*The task:* Show every line below where "without" appears.

BEGIN

//! Hub task: owns the set of live control sessions and the latest snapshot

use std::collections::HashSet;
use std::sync::Arc;

use tokio::sync::{mpsc, watch};
use tracing::{debug, info};

use super::config::ControlConfig;
use super::handle::HubHandle;
use super::messages::{HubMetrics, HubRequest, SessionId};
use crate::shared::{ConfigSnapshot, SharedConfig};

/// Fans configuration snapshots out to every connected session
///
/// Only this task touches the session set, so membership changes and
/// broadcasts are serialized without locks. Snapshots are published on a
/// watch channel: a session that falls behind skips straight to the latest
/// one, and publishing never waits on a session.
pub struct Hub {
    config: ControlConfig,
    shared: Arc<SharedConfig>,
    tx: mpsc::Sender<HubRequest>,
    rx: mpsc::Receiver<HubRequest>,
}

impl Hub {
    pub fn new(config: ControlConfig, shared: Arc<SharedConfig>) -> Self {
        let (tx, rx) = mpsc::channel(config.hub_buffer);
        Self { config, shared, tx, rx }
    }

    /// Get a handle for sessions and the server
    pub fn handle(&self) -> HubHandle {
        HubHandle::new(self.tx.clone())
    }

    /// Run the Hub task
    ///
    /// This consumes the Hub and runs until shutdown is requested. Dropping
    /// the snapshot sender on exit closes every session.
    pub async fn run(mut self) {
        let (snapshots, _) = watch::channel(self.shared.snapshot());
        let mut sessions: HashSet<SessionId> = HashSet::new();
        let mut metrics = HubMetrics::default();

        info!(hub_buffer = self.config.hub_buffer, "Hub started");

        while let Some(req) = self.rx.recv().await {
            match req {
                HubRequest::Register { id, reply_tx } => {
                    debug!(session = %id, "Registering session");
                    // Refresh without waking anyone if an update is still queued behind us
                    let current = self.shared.snapshot();
                    snapshots.send_if_modified(|latest| {
                        if *latest == current {
                            return false;
                        }
                        *latest = current;
                        true
                    });

                    let mut rx = snapshots.subscribe();
                    rx.mark_changed();
                    if reply_tx.send(rx).is_ok() {
                        sessions.insert(id);
                    } else {
                        debug!(session = %id, "Session gone before registration completed");
                    }
                    metrics.registered_sessions = sessions.len();
                }

                HubRequest::Unregister { id } => {
                    if sessions.remove(&id) {
                        debug!(session = %id, "Unregistering session");
                    }
                    metrics.registered_sessions = sessions.len();
                }

                HubRequest::Broadcast { origin } => {
                    metrics.broadcasts += 1;
                    let snapshot = self.shared.snapshot();
                    debug!(
                        origin = ?origin.map(|id| id.to_string()),
                        interval = snapshot.interval,
                        volume = snapshot.volume,
                        sessions = sessions.len(),
                        "Broadcasting snapshot"
                    );
                    // Always notifies, so an unchanged value is still echoed
                    snapshots.send_replace(snapshot);
                }

                HubRequest::GetMetrics { reply_tx } => {
                    let _ = reply_tx.send(metrics.clone());
                }

                HubRequest::Shutdown => {
                    info!(sessions = sessions.len(), "Hub shutting down");
                    break;
                }
            }
        }

        info!("Hub stopped");
    }
}

#[cfg(test)]
mod tests {
    use std::time::Duration;

    use super::*;
    use crate::shared::{PollInterval, Volume};

    fn shared() -> Arc<SharedConfig> {
        Arc::new(SharedConfig::new(
            Volume::from_percent(95).unwrap(),
            PollInterval::from_millis(3000).unwrap(),
        ))
    }

    fn spawn_hub(shared: Arc<SharedConfig>) -> (HubHandle, tokio::task::JoinHandle<()>) {
        let hub = Hub::new(ControlConfig::default(), shared);
        let handle = hub.handle();
        (handle, tokio::spawn(hub.run()))
    }

    async fn next(rx: &mut watch::Receiver<ConfigSnapshot>) -> Option<ConfigSnapshot> {
        match tokio::time::timeout(Duration::from_secs(5), rx.changed()).await {
            Ok(Ok(())) => Some(*rx.borrow_and_update()),
            Ok(Err(_)) => None,
            Err(_) => panic!("timed out waiting for snapshot"),
        }
    }

    #[tokio::test]
    async fn test_hub_starts_and_stops() {
        let (handle, task) = spawn_hub(shared());
        handle.shutdown().await.unwrap();
        let result = tokio::time::timeout(Duration::from_secs(5), task).await;
        assert!(result.is_ok(), "Hub should shut down");
    }

    #[tokio::test]
    async fn test_register_sends_current_snapshot() {
        let (handle, _task) = spawn_hub(shared());
        let (_id, mut rx) = handle.register().await.unwrap();

        assert_eq!(next(&mut rx).await, Some(ConfigSnapshot { interval: 3000, volume: 95 }));
        assert!(!rx.has_changed().unwrap());
    }

    #[tokio::test]
    async fn test_register_sees_update_not_yet_broadcast() {
        let shared = shared();
        let (handle, _task) = spawn_hub(shared.clone());

        shared.set_volume(Volume::from_percent(10).unwrap());
        let (_id, mut rx) = handle.register().await.unwrap();

        assert_eq!(next(&mut rx).await, Some(ConfigSnapshot { interval: 3000, volume: 10 }));
    }

    #[tokio::test]
    async fn test_broadcast_reaches_every_session() {
        let shared = shared();
        let (handle, _task) = spawn_hub(shared.clone());
        let (id_a, mut rx_a) = handle.register().await.unwrap();
        let (_id_b, mut rx_b) = handle.register().await.unwrap();
        next(&mut rx_a).await.unwrap();
        next(&mut rx_b).await.unwrap();

        shared.set_volume(Volume::from_percent(50).unwrap());
        handle.broadcast(Some(id_a)).await.unwrap();

        let expected = ConfigSnapshot { interval: 3000, volume: 50 };
        assert_eq!(next(&mut rx_a).await, Some(expected));
        assert_eq!(next(&mut rx_b).await, Some(expected));
    }

    #[tokio::test]
    async fn test_unchanged_broadcast_still_notifies() {
        let (handle, _task) = spawn_hub(shared());
        let (_id, mut rx) = handle.register().await.unwrap();
        next(&mut rx).await.unwrap();

        handle.broadcast(None).await.unwrap();
        assert_eq!(next(&mut rx).await, Some(ConfigSnapshot { interval: 3000, volume: 95 }));
    }

    #[tokio::test]
    async fn test_idle_session_does_not_block_others() {
        let shared = shared();
        let (handle, _task) = spawn_hub(shared.clone());

        // Never reads
        let (_idle, _idle_rx) = handle.register().await.unwrap();
        let (_live, mut live_rx) = handle.register().await.unwrap();
        next(&mut live_rx).await.unwrap();

        for percent in 0..=100 {
            shared.set_volume(Volume::from_percent(percent).unwrap());
            handle.broadcast(None).await.unwrap();
        }

        let mut last = next(&mut live_rx).await.unwrap();
        while last.volume != 100 {
            last = next(&mut live_rx).await.unwrap();
        }

        let metrics = handle.metrics().await.unwrap();
        assert_eq!(metrics.registered_sessions, 2);
        assert_eq!(metrics.broadcasts, 101);
    }

    #[tokio::test]
    async fn test_unregister_removes_session() {
        let (handle, _task) = spawn_hub(shared());
        let (id, _rx) = handle.register().await.unwrap();
        assert_eq!(handle.metrics().await.unwrap().registered_sessions, 1);

        handle.unregister(id).await.unwrap();
        assert_eq!(handle.metrics().await.unwrap().registered_sessions, 0);
    }

    #[tokio::test]
    async fn test_shutdown_closes_snapshot_channels() {
        let (handle, task) = spawn_hub(shared());
        let (_id, mut rx) = handle.register().await.unwrap();
        next(&mut rx).await.unwrap();

        handle.shutdown().await.unwrap();
        task.await.unwrap();

        assert_eq!(next(&mut rx).await, None);
    }
}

END

*Task result:*
/// broadcasts are serialized without locks. Snapshots are published on a
                    // Refresh without waking anyone if an update is still queued behind us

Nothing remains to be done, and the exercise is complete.